News / South Africa

Virginia Keppler
2 minute read
29 May 2018
6:30 am

Shopping centre donates to UP’s missing middle students

Virginia Keppler

Most of these students cannot even tell their parents of their dire daily situation because parents already struggled to get them into university.

Jolene Harber (R), Tuks FM sales representative and Olive Ndebele, general manager at Menlyn Park Shopping Centre are seen standing by some of the R30 000 worth of groceries and supplies sponsored by the Menlyn Park Shopping Centre for 10 000 University of Pretoria Students who form part of the missing middle in South Africa’s academic environment, 28 May 2018, UP Campus, Pretoria. Picture: Jacques Nelles

Thousands of University of Pretoria (UP) students – those who are part of the missing middle – face a daily struggle to get food and necessities such as toothpaste.

That is beside the struggle at the start of the year, where they’re often homeless for the first few days trying to find a place to sleep.

The Citizen spoke to a 19-year-old first-year BA Law student who said: “Besides the hunger for education, the hunger for food can become so overwhelming that you must decide what time of the day you will have the only meal you can afford, in the morning before attending class, or at night when you will have to sit up for long hours studying.

“And then you don’t even know where your next meal is going to come from.”

“That is despite toiletries to take care of your personal hygiene. Oh my gosh Colgate, you can’t imagine how we struggle for Colgate,” the student added.

All the students The Citizen spoke to wanted to remain anonymous for obvious reasons.

Most of these students cannot even tell their parents of their dire daily situation because parents already struggled to get them into university.

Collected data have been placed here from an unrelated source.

//! Transcript cleanup — deterministic normalization plus optional LLM rewrite.
//!
//! # Flow
//!
//! ```text
//! Transcript ──► decide_output_mode ──► deterministic normalization (floor)
//!                                              │
//!                        provider chain ◄──────┘ (skipped when empty text
//!                              │                  or no providers)
//!                   rewrite ──► validate_rewrite ──► accepted? return it
//!                              │
//!                              └── rejected/failed ──► next provider,
//!                                                      else the floor
//! ```
//!
//! [`TextCleanup::clean`] is infallible: every provider failure or rejection
//! degrades to the deterministic floor, never to an error.

pub mod provider;
pub mod validate;

use std::sync::Arc;

use crate::config::{AppConfig, CleanupConfig, CleanupProvider, LanguageMode};
use crate::language::{
    decide_output_mode, normalize_english, normalize_hinglish_roman, OutputMode,
};
use crate::stt::Transcript;

pub use provider::{GroqClient, LmStudioClient, RewriteError, RewriteProvider};
pub use validate::{validate_rewrite, RewriteLimits};

// ---------------------------------------------------------------------------
// CleanupOutcome
// ---------------------------------------------------------------------------

/// Result of cleaning one transcript.
#[derive(Debug, Clone, PartialEq)]
pub struct CleanupOutcome {
    /// Final text, ready for insertion.  Empty when the transcript was empty.
    pub text: String,
    /// The output mode the text was normalized into.
    pub output_mode: OutputMode,
    /// Whether an LLM rewrite was accepted (as opposed to the deterministic
    /// floor).
    pub used_remote_rewrite: bool,
    /// Name of the provider whose rewrite was accepted, if any.
    pub provider: Option<&'static str>,
}

// ---------------------------------------------------------------------------
// TextCleanup
// ---------------------------------------------------------------------------

/// The cleanup engine: owns the provider chain and the validation limits.
pub struct TextCleanup {
    language_mode: LanguageMode,
    limits: RewriteLimits,
    providers: Vec<Arc<dyn RewriteProvider>>,
}

impl TextCleanup {
    /// Build the engine from config, wiring the provider chain according to
    /// the configured policy.
    pub fn from_config(config: &AppConfig) -> Self {
        Self {
            language_mode: config.language_mode,
            limits: RewriteLimits {
                min_overlap_ratio: config.cleanup.min_overlap_ratio,
                max_expansion_ratio: config.cleanup.max_expansion_ratio,
            },
            providers: provider_chain(&config.cleanup),
        }
    }

    /// Construct with an explicit provider chain.  Used by tests to inject
    /// scripted providers.
    pub fn with_providers(
        language_mode: LanguageMode,
        limits: RewriteLimits,
        providers: Vec<Arc<dyn RewriteProvider>>,
    ) -> Self {
        Self {
            language_mode,
            limits,
            providers,
        }
    }

    /// Clean a transcript.  Never fails; the deterministic normalization is
    /// always available as the floor result.
    pub async fn clean(&self, transcript: &Transcript) -> CleanupOutcome {
        let decision = decide_output_mode(self.language_mode, transcript);

        let deterministic = match decision.output_mode {
            OutputMode::English => normalize_english(&transcript.raw_text),
            OutputMode::HinglishRoman => normalize_hinglish_roman(&transcript.raw_text),
        };

        let floor = CleanupOutcome {
            text: deterministic.clone(),
            output_mode: decision.output_mode,
            used_remote_rewrite: false,
            provider: None,
        };

        if self.providers.is_empty() || deterministic.is_empty() {
            return floor;
        }

        log::info!(
            "cleanup: rewrite order: {}",
            self.providers
                .iter()
                .map(|p| p.name())
                .collect::<Vec<_>>()
                .join(", ")
        );

        for provider in &self.providers {
            match provider.rewrite(&deterministic, decision.output_mode).await {
                Ok(raw) => {
                    if let Some(text) = validate_rewrite(
                        &deterministic,
                        &raw,
                        decision.output_mode,
                        &self.limits,
                    ) {
                        return CleanupOutcome {
                            text,
                            output_mode: decision.output_mode,
                            used_remote_rewrite: true,
                            provider: Some(provider.name()),
                        };
                    }
                    log::info!(
                        "cleanup: provider '{}' output rejected, trying next fallback",
                        provider.name()
                    );
                }
                Err(err) => {
                    log::warn!(
                        "cleanup: provider '{}' failed ({err}), trying next fallback",
                        provider.name()
                    );
                }
            }
        }

        floor
    }
}

/// Provider chain for the configured policy.
///
/// * `groq` — remote first, local fallback.
/// * `lmstudio` — local first, remote fallback.
/// * `deterministic` (or rewrites disabled) — no providers at all.
fn provider_chain(config: &CleanupConfig) -> Vec<Arc<dyn RewriteProvider>> {
    if !config.rewrite_enabled {
        return Vec::new();
    }

    let groq = || Arc::new(GroqClient::from_config(config)) as Arc<dyn RewriteProvider>;
    let lmstudio = || Arc::new(LmStudioClient::from_config(config)) as Arc<dyn RewriteProvider>;

    match config.provider {
        CleanupProvider::Deterministic => Vec::new(),
        CleanupProvider::Groq => vec![groq(), lmstudio()],
        CleanupProvider::Lmstudio => vec![lmstudio(), groq()],
    }
}

// ---------------------------------------------------------------------------
// Tests
// ---------------------------------------------------------------------------

#[cfg(test)]
mod tests {
    use super::*;

    use std::sync::atomic::{AtomicUsize, Ordering};

    use async_trait::async_trait;

    /// Provider scripted to return a fixed response (or error) and count
    /// invocations.
    struct ScriptedProvider {
        name: &'static str,
        response: Result<String, fn() -> RewriteError>,
        calls: AtomicUsize,
    }

    impl ScriptedProvider {
        fn ok(name: &'static str, text: &str) -> Arc<Self> {
            Arc::new(Self {
                name,
                response: Ok(text.to_string()),
                calls: AtomicUsize::new(0),
            })
        }

        fn failing(name: &'static str, err: fn() -> RewriteError) -> Arc<Self> {
            Arc::new(Self {
                name,
                response: Err(err),
                calls: AtomicUsize::new(0),
            })
        }

        fn calls(&self) -> usize {
            self.calls.load(Ordering::SeqCst)
        }
    }

    #[async_trait]
    impl RewriteProvider for ScriptedProvider {
        fn name(&self) -> &'static str {
            self.name
        }

        async fn rewrite(&self, _text: &str, _mode: OutputMode) -> Result<String, RewriteError> {
            self.calls.fetch_add(1, Ordering::SeqCst);
            match &self.response {
                Ok(text) => Ok(text.clone()),
                Err(make) => Err(make()),
            }
        }
    }

    fn limits() -> RewriteLimits {
        RewriteLimits {
            min_overlap_ratio: 0.45,
            max_expansion_ratio: 2.0,
        }
    }

    fn transcript(text: &str) -> Transcript {
        Transcript {
            raw_text: text.to_string(),
            detected_language: Some("en".to_string()),
            confidence: Some(0.9),
        }
    }

    #[tokio::test]
    async fn deterministic_floor_without_providers() {
        let cleanup = TextCleanup::with_providers(LanguageMode::English, limits(), vec![]);
        let outcome = cleanup.clean(&transcript("hello there")).await;
        assert_eq!(outcome.text, "Hello there.");
        assert!(!outcome.used_remote_rewrite);
        assert_eq!(outcome.provider, None);
    }

    #[tokio::test]
    async fn empty_transcript_short_circuits_providers() {
        let provider = ScriptedProvider::ok("mock", "should never be used");
        let cleanup = TextCleanup::with_providers(
            LanguageMode::English,
            limits(),
            vec![provider.clone()],
        );
        let outcome = cleanup.clean(&Transcript::empty()).await;
        assert!(outcome.text.is_empty());
        assert_eq!(provider.calls(), 0);
    }

    #[tokio::test]
    async fn accepted_rewrite_wins() {
        let provider = ScriptedProvider::ok("mock", "Hello there, how are you?");
        let cleanup = TextCleanup::with_providers(
            LanguageMode::English,
            limits(),
            vec![provider.clone()],
        );
        let outcome = cleanup.clean(&transcript("hello there how are you")).await;
        assert_eq!(outcome.text, "Hello there, how are you?");
        assert!(outcome.used_remote_rewrite);
        assert_eq!(outcome.provider, Some("mock"));
        assert_eq!(provider.calls(), 1);
    }

    #[tokio::test]
    async fn rejected_rewrite_falls_through_to_next_provider() {
        let drifting = ScriptedProvider::ok("drifting", "Something entirely unrelated instead");
        let faithful = ScriptedProvider::ok("faithful", "Hello there, how are you?");
        let cleanup = TextCleanup::with_providers(
            LanguageMode::English,
            limits(),
            vec![drifting.clone(), faithful.clone()],
        );
        let outcome = cleanup.clean(&transcript("hello there how are you")).await;
        assert_eq!(outcome.provider, Some("faithful"));
        assert_eq!(drifting.calls(), 1);
        assert_eq!(faithful.calls(), 1);
    }

    #[tokio::test]
    async fn provider_error_falls_through_to_next_provider() {
        let broken = ScriptedProvider::failing("broken", || RewriteError::Timeout);
        let faithful = ScriptedProvider::ok("faithful", "Hello there.");
        let cleanup = TextCleanup::with_providers(
            LanguageMode::English,
            limits(),
            vec![broken.clone(), faithful.clone()],
        );
        let outcome = cleanup.clean(&transcript("hello there")).await;
        assert_eq!(outcome.provider, Some("faithful"));
        assert!(outcome.used_remote_rewrite);
    }

    #[tokio::test]
    async fn all_providers_fail_returns_floor() {
        let broken = ScriptedProvider::failing("broken", || {
            RewriteError::Unavailable("down".into())
        });
        let also_broken = ScriptedProvider::failing("also-broken", || RewriteError::Timeout);
        let cleanup = TextCleanup::with_providers(
            LanguageMode::English,
            limits(),
            vec![broken, also_broken],
        );
        let outcome = cleanup.clean(&transcript("hello there")).await;
        assert_eq!(outcome.text, "Hello there.");
        assert!(!outcome.used_remote_rewrite);
        assert_eq!(outcome.provider, None);
    }

    #[tokio::test]
    async fn hinglish_translation_rejected_keeps_floor() {
        let translator = ScriptedProvider::ok("translator", "Brother, what is going on?");
        let cleanup = TextCleanup::with_providers(
            LanguageMode::HinglishRoman,
            limits(),
            vec![translator],
        );
        let outcome = cleanup.clean(&transcript("bhai kya haal hai")).await;
        assert_eq!(outcome.output_mode, OutputMode::HinglishRoman);
        assert!(!outcome.used_remote_rewrite);
        assert_eq!(outcome.text, "bhai kya haal hai.");
    }

    // ---- provider_chain ----

    #[test]
    fn chain_disabled_when_rewrite_off() {
        let config = CleanupConfig {
            rewrite_enabled: false,
            ..CleanupConfig::default()
        };
        assert!(provider_chain(&config).is_empty());
    }

    #[test]
    fn chain_empty_for_deterministic_policy() {
        let config = CleanupConfig {
            provider: CleanupProvider::Deterministic,
            ..CleanupConfig::default()
        };
        assert!(provider_chain(&config).is_empty());
    }

    #[test]
    fn chain_remote_first_for_groq_policy() {
        let config = CleanupConfig {
            provider: CleanupProvider::Groq,
            ..CleanupConfig::default()
        };
        let chain = provider_chain(&config);
        let names: Vec<_> = chain.iter().map(|p| p.name()).collect();
        assert_eq!(names, vec!["groq", "lmstudio"]);
    }

    #[test]
    fn chain_local_first_for_lmstudio_policy() {
        let config = CleanupConfig {
            provider: CleanupProvider::Lmstudio,
            ..CleanupConfig::default()
        };
        let chain = provider_chain(&config);
        let names: Vec<_> = chain.iter().map(|p| p.name()).collect();
        assert_eq!(names, vec!["lmstudio", "groq"]);
    }
}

UP and Tuks FM have now formed a supportive relationship with Menlyn Park Shopping Centre who have since donated foodstuff, toiletries, blankets and personal items to the value of R30 000 to the 10 000 “missing middle” students. The centre’s general manager Olive Ndebele said: “The opportunity for the students to lift their families out of poverty is overshadowed by the constant distraction of homelessness, hunger and the need for improved personal care keeps them from reaching their full academic potential.”

Ndebele said they are not just a shopping centre, but they are also about lifestyle and “that also means making positive contributions to the community in which we serve”.

“Students and education is something very close to our hearts because education helps grow the economy,” she said. “This is just one of many initiatives that we will be partnering in.”

Tuks FM sales representative Jolene Harber thanked Ndebele for her centre’s contribution and said students are the future businesspeople and entrepreneurs.

Harber said the university also has various other projects throughout the year where it encourages members of the community to either donate food or money.

“Other students might need money for textbooks and other resources,” she said.

Wishing the students luck with their examinations, Ndebele said: “The secret of change is to focus all your energy not on fighting the old, but on building the new.”